Segment Start: STORED DATA

use serde::{Deserialize, Serialize};
use std::collections::BTreeSet;
use std::fmt;

// Type aliases for clarity
pub type CourseId = u32;
pub type FacultyId = u32;
pub type RoomId = u32;
pub type TimeSlotId = u32;
pub type GroupId = u32;

/// A course to be taught to every student group.
#[derive(Debug, Clone, PartialEq, Deserialize, Serialize)]
pub struct Course {
    pub id: CourseId,
    pub code: String,
    #[serde(default)]
    pub name: String,
    pub hours_per_week: u32,
    /// Capability tags a room must offer at least one of. Empty means any room.
    #[serde(default)]
    pub required_tags: BTreeSet<String>,
    #[serde(default)]
    pub min_room_capacity: u32,
}

/// A teaching staff member and their weekly load bounds.
#[derive(Debug, Clone, PartialEq, Deserialize, Serialize)]
pub struct Faculty {
    pub id: FacultyId,
    pub name: String,
    #[serde(default)]
    pub min_hours_per_week: u32,
    pub max_hours_per_week: u32,
}

/// Courses a faculty member may teach.
///
/// `Generalist` is an explicit "teaches anything" marker and is distinct from
/// `Specific` with an empty set, which teaches nothing.
#[derive(Debug, Clone, PartialEq, Eq, Default, Deserialize, Serialize)]
#[serde(rename_all = "snake_case")]
pub enum Expertise {
    #[default]
    Generalist,
    Specific(BTreeSet<String>),
}

impl Expertise {
    /// Parses the stored comma-separated form. Blank or missing means generalist.
    pub fn parse(raw: Option<&str>) -> Self {
        let Some(raw) = raw.filter(|r| !r.trim().is_empty()) else {
            return Expertise::Generalist;
        };
        Expertise::Specific(
            raw.split(',')
                .map(normalize_code)
                .filter(|code| !code.is_empty())
                .collect(),
        )
    }

    pub fn covers(&self, course_code: &str) -> bool {
        match self {
            Expertise::Generalist => true,
            Expertise::Specific(codes) => codes.contains(&normalize_code(course_code)),
        }
    }
}

/// Course codes and capability tags compare trimmed and case-insensitively.
pub fn normalize_code(raw: &str) -> String {
    raw.trim().to_lowercase()
}

/// A physical room with a seat count.
#[derive(Debug, Clone, PartialEq, Deserialize, Serialize)]
pub struct Room {
    pub id: RoomId,
    #[serde(default)]
    pub name: String,
    pub capacity: u32,
}

/// One cell of the institution calendar.
#[derive(Debug, Clone, PartialEq, Deserialize, Serialize)]
pub struct TimeSlot {
    pub id: TimeSlotId,
    pub day: u32,
    pub period: u32,
}

#[derive(Debug, Clone, PartialEq, Deserialize, Serialize)]
pub struct StudentGroup {
    pub id: GroupId,
    pub name: String,
    pub total_students: u32,
}

/// One course-hour that must be taught to one student group.
#[derive(Debug, Clone, PartialEq, Eq, Hash, PartialOrd, Ord, Serialize)]
pub struct Session {
    pub course_code: String,
    pub group_id: GroupId,
    pub index: u32,
    pub course_id: CourseId,
}

impl fmt::Display for Session {
    fn fmt(&self, f: &mut fmt::Formatter<'_>) -> fmt::Result {
        write!(f, "{}/group {}#{}", self.course_code, self.group_id, self.index)
    }
}

/// A session placed with a faculty member in a room at a time slot.
#[derive(Debug, Clone, PartialEq, Eq, Hash, PartialOrd, Ord, Serialize)]
pub struct Assignment {
    pub session: Session,
    pub faculty_id: FacultyId,
    pub room_id: RoomId,
    pub time_slot_id: TimeSlotId,
}

/// Describes a soft constraint that was not met in the final timetable.
#[derive(Debug, Clone, PartialEq, Serialize)]
pub struct SoftViolation {
    pub constraint_type: String,
    pub description: String,
}

impl fmt::Display for SoftViolation {
    fn fmt(&self, f: &mut fmt::Formatter<'_>) -> fmt::Result {
        write!(f, "[{}] {}", self.constraint_type, self.description)
    }
}

#[cfg(test)]
mod tests {
    use super::*;

    #[test]
    fn blank_expertise_is_generalist() {
        assert_eq!(Expertise::parse(None), Expertise::Generalist);
        assert_eq!(Expertise::parse(Some("  ")), Expertise::Generalist);
        assert!(Expertise::parse(Some("")).covers("ANY101"));
    }

    #[test]
    fn specific_expertise_matches_case_insensitively() {
        let expertise = Expertise::parse(Some("CS101, ma201 ,"));
        assert!(expertise.covers("cs101"));
        assert!(expertise.covers("MA201"));
        assert!(!expertise.covers("PH100"));
    }

    #[test]
    fn empty_specific_set_covers_nothing() {
        let expertise = Expertise::Specific(BTreeSet::new());
        assert!(!expertise.covers("CS101"));
    }

    #[test]
    fn sessions_order_by_code_then_group_then_index() {
        let a = Session { course_code: "A".into(), group_id: 2, index: 0, course_id: 9 };
        let b = Session { course_code: "B".into(), group_id: 1, index: 0, course_id: 1 };
        let c = Session { course_code: "A".into(), group_id: 2, index: 1, course_id: 9 };
        let mut sessions = vec![b.clone(), c.clone(), a.clone()];
        sessions.sort();
        assert_eq!(sessions, vec![a, c, b]);
    }
}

Segment End: STORED DATA

§ **WHAT TO PRODUCE**:
Working through the records, copy each line in which the word "that" appears.

§ **REPLY**:
/// One course-hour that must be taught to one student group.
/// Describes a soft constraint that was not met in the final timetable.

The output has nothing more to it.